Материалы, начатого по распоряжению Александра I расследования, собраны в хранящемся в РГВИА деле «О потере в Москве артиллерийского и комиссариатского имущества»[127].
В рапорте инспектора всей артиллерии генерал-майора Меллер-Закомельского от 23 сентября 1812 г. называются причины, по которым запасы московского арсенала не были вывезены загодя.
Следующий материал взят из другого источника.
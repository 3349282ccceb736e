// ============================================================================
// Expiry Relay - Pipeline Library
// ============================================================================
//
//   keyspace expiration feed (fan-out to every listener)
//        -> ExpirationListener
//        -> ExpirationForwarder (DedupGate: one claim per key per window)
//        -> WorkPublisher (durable work queue)
//        -> ConsumerGroup (competing members, ack deadline, bounded redelivery)
//        -> CountingHandler (shared counters)
//
// KeyGenerator produces the TTL-bearing records that feed the pipeline under
// load.
//
// ============================================================================

pub mod counters;
pub mod dedup;
pub mod events;
pub mod forwarder;
pub mod generator;
pub mod handler;
pub mod kafka;
pub mod keyspace;
pub mod listener;
pub mod logging;
pub mod memory;
pub mod queue;
pub mod worker;

pub use counters::{CounterSnapshot, MemoryCounters, PipelineCounters, RedisCounters};
pub use dedup::{ClaimStore, DedupGate};
pub use events::{
    ConsumerId, Delivery, ExpirationEvent, ForwardOutcome, HandleOutcome, WorkItem,
};
pub use forwarder::ExpirationForwarder;
pub use generator::{GenerationReport, GenerationRun, KeyGenerator, RunState, TtlStore};
pub use handler::EventHandler;
pub use keyspace::RedisKeyspace;
pub use listener::{ExpirationListener, ExpirationSource, NotificationStream};
pub use logging::init_tracing;
pub use memory::MemoryKeyspace;
pub use queue::{ConsumerGroup, MemoryBroker, WorkHandler, WorkPublisher, WorkQueue};
pub use worker::CountingHandler;
//! # Relay Redis
//!
//! Low-level Redis client for the expiry relay.
//!
//! ## Design Principles
//!
//! - **No business logic** - key names and prefixes come from callers
//! - **No dependencies** on other relay-* crates
//! - **Cheap to clone** - one multiplexed connection shared by all tasks
//!
//! ## Features
//!
//! - Connection management with automatic reconnection
//! - Conditional writes (`SET NX PX`) with millisecond TTLs
//! - Atomic counters and pipelines
//! - Pub/Sub on a dedicated connection
//! - Redis Streams with consumer groups
//!
//! ## Example
//!
//! ```rust,no_run
//! use relay_redis::RedisClient;
//! use std::time::Duration;
//!
//! #[tokio::main]
//! async fn main() -> Result<(), Box<dyn std::error::Error>> {
//!     let mut client = RedisClient::connect("redis://localhost:6379").await?;
//!
//!     let claimed = client.set_nx_px("dedup:gen-key:1", 1, Duration::from_secs(5)).await?;
//!     assert!(claimed);
//!
//!     Ok(())
//! }
//! ```

mod client;
mod pubsub;
mod streams;

pub use client::RedisClient;
pub use streams::{PendingEntry, StreamEntry, StreamReadOptions};

// Re-export commonly used types
pub use redis::RedisError;

/// Result type for Redis operations
pub type Result<T> = std::result::Result<T, RedisError>;
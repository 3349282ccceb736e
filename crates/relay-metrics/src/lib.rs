//! Prometheus metrics for the expiry relay
//!
//! Process-local observability for every pipeline stage:
//! - Expiration listener (notifications, reconnects)
//! - Dedup gate (claims won / lost / failed)
//! - Work publisher (published, failures, latency)
//! - Consumer group (deliveries, acks, redeliveries, exhaustion)
//!
//! These are not the shared "generated / consumed" counters; those live in
//! the store so every process sees the same totals.

use anyhow::Result;
use once_cell::sync::Lazy;
use prometheus::{
    Encoder, Histogram, IntCounter, IntCounterVec, TextEncoder, opts, register_histogram,
    register_int_counter, register_int_counter_vec,
};

// ============================================================================
// Listener Metrics
// ============================================================================

/// Expiration notifications received from the keyspace feed
pub static EXPIRATIONS_RECEIVED: Lazy<IntCounter> = Lazy::new(|| {
    register_int_counter!(opts!(
        "relay_expirations_received_total",
        "Expiration notifications received from the keyspace feed"
    ))
    .expect("Failed to register EXPIRATIONS_RECEIVED metric")
});

/// Notifications for dedup marker keys that were ignored
pub static MARKER_KEYS_IGNORED: Lazy<IntCounter> = Lazy::new(|| {
    register_int_counter!(opts!(
        "relay_marker_keys_ignored_total",
        "Expired dedup marker keys filtered before the dedup gate"
    ))
    .expect("Failed to register MARKER_KEYS_IGNORED metric")
});

/// Subscription re-establishments after a broken feed
pub static LISTENER_RECONNECTS: Lazy<IntCounter> = Lazy::new(|| {
    register_int_counter!(opts!(
        "relay_listener_reconnects_total",
        "Times the expiration subscription was re-established"
    ))
    .expect("Failed to register LISTENER_RECONNECTS metric")
});

// ============================================================================
// Dedup Metrics
// ============================================================================

/// Dedup claim results, by outcome (won, lost, error)
pub static DEDUP_CLAIMS: Lazy<IntCounterVec> = Lazy::new(|| {
    register_int_counter_vec!(
        opts!("relay_dedup_claims_total", "Dedup claim attempts by outcome"),
        &["outcome"]
    )
    .expect("Failed to register DEDUP_CLAIMS metric")
});

// ============================================================================
// Publisher Metrics
// ============================================================================

pub static EVENTS_PUBLISHED: Lazy<IntCounter> = Lazy::new(|| {
    register_int_counter!(opts!(
        "relay_events_published_total",
        "Work items appended to the durable queue"
    ))
    .expect("Failed to register EVENTS_PUBLISHED metric")
});

pub static PUBLISH_FAILURES: Lazy<IntCounter> = Lazy::new(|| {
    register_int_counter!(opts!(
        "relay_publish_failures_total",
        "Work items lost because publishing failed"
    ))
    .expect("Failed to register PUBLISH_FAILURES metric")
});

pub static PUBLISH_LATENCY: Lazy<Histogram> = Lazy::new(|| {
    register_histogram!(
        "relay_publish_latency_seconds",
        "Publish round trip latency in seconds",
        vec![0.001, 0.005, 0.01, 0.025, 0.05, 0.1, 0.25, 0.5, 1.0, 2.5, 5.0]
    )
    .expect("Failed to register PUBLISH_LATENCY metric")
});

// ============================================================================
// Consumer Group Metrics
// ============================================================================

/// Delivery attempts handed to a handler (first deliveries and redeliveries)
pub static DELIVERIES: Lazy<IntCounter> = Lazy::new(|| {
    register_int_counter!(opts!(
        "relay_deliveries_total",
        "Delivery attempts dispatched to work handlers"
    ))
    .expect("Failed to register DELIVERIES metric")
});

pub static REDELIVERIES: Lazy<IntCounter> = Lazy::new(|| {
    register_int_counter!(opts!(
        "relay_redeliveries_total",
        "Delivery attempts after the first one"
    ))
    .expect("Failed to register REDELIVERIES metric")
});

pub static ACKS: Lazy<IntCounter> = Lazy::new(|| {
    register_int_counter!(opts!(
        "relay_acks_total",
        "Work items acknowledged by a handler"
    ))
    .expect("Failed to register ACKS metric")
});

/// Items dropped after reaching the redelivery bound
pub static DELIVERIES_EXHAUSTED: Lazy<IntCounter> = Lazy::new(|| {
    register_int_counter!(opts!(
        "relay_deliveries_exhausted_total",
        "Work items dropped after the maximum number of delivery attempts"
    ))
    .expect("Failed to register DELIVERIES_EXHAUSTED metric")
});

/// Items dropped by the queue's retention ceiling before anyone acknowledged them
pub static ITEMS_EXPIRED: Lazy<IntCounter> = Lazy::new(|| {
    register_int_counter!(opts!(
        "relay_queue_items_expired_total",
        "Unacknowledged work items dropped after exceeding the retention age"
    ))
    .expect("Failed to register ITEMS_EXPIRED metric")
});

/// Items discarded because the payload could not be decoded
pub static MALFORMED_DELIVERIES: Lazy<IntCounter> = Lazy::new(|| {
    register_int_counter!(opts!(
        "relay_malformed_deliveries_total",
        "Work items discarded because their payload was malformed"
    ))
    .expect("Failed to register MALFORMED_DELIVERIES metric")
});

/// Gather all registered metrics in Prometheus text format
pub fn gather_metrics() -> Result<String> {
    let mut buffer = vec![];
    let encoder = TextEncoder::new();
    let metric_families = prometheus::gather();
    encoder.encode(&metric_families, &mut buffer)?;

    Ok(String::from_utf8(buffer)?)
}

#[cfg(test)]
mod tests {
    use super::*;

    #[test]
    fn test_metrics_are_gathered() {
        EXPIRATIONS_RECEIVED.inc();
        DEDUP_CLAIMS.with_label_values(&["won"]).inc();
        PUBLISH_LATENCY.observe(0.01);
        DELIVERIES_EXHAUSTED.inc();

        let body = gather_metrics().unwrap();
        assert!(body.contains("relay_expirations_received_total"));
        assert!(body.contains("relay_dedup_claims_total"));
        assert!(body.contains("relay_deliveries_exhausted_total"));
    }
}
«...помянутое депо доносит, что оно таковой (Подчеркнуто в документе. – М.Г.) опасности, чтобы нужно было вывозить из Москвы медную артиллерию, с ее принадлежностью и другие медные вещи, оружие, порох, селитру, серу, свинец, снаряды и парки не могло предвидеть; ибо не последних уже днях августа месяца главнокомандующий в Москве г. генерал от инфантерии граф Растопчин многократными печатными афишками публиковал о совершенной безопасности от неприятеля, из коих в одной от 30 августа изъяснением, что г. главнокомандующий армиями для скорейшего соединения с идущими к нему войсками, перешел Можайск и стал на крепком месте, где неприятель не вдруг на него нападет, и что он г. главнокомандующий армиями Москву до последней крови капли защищать будет и готов хоть в улицах драться.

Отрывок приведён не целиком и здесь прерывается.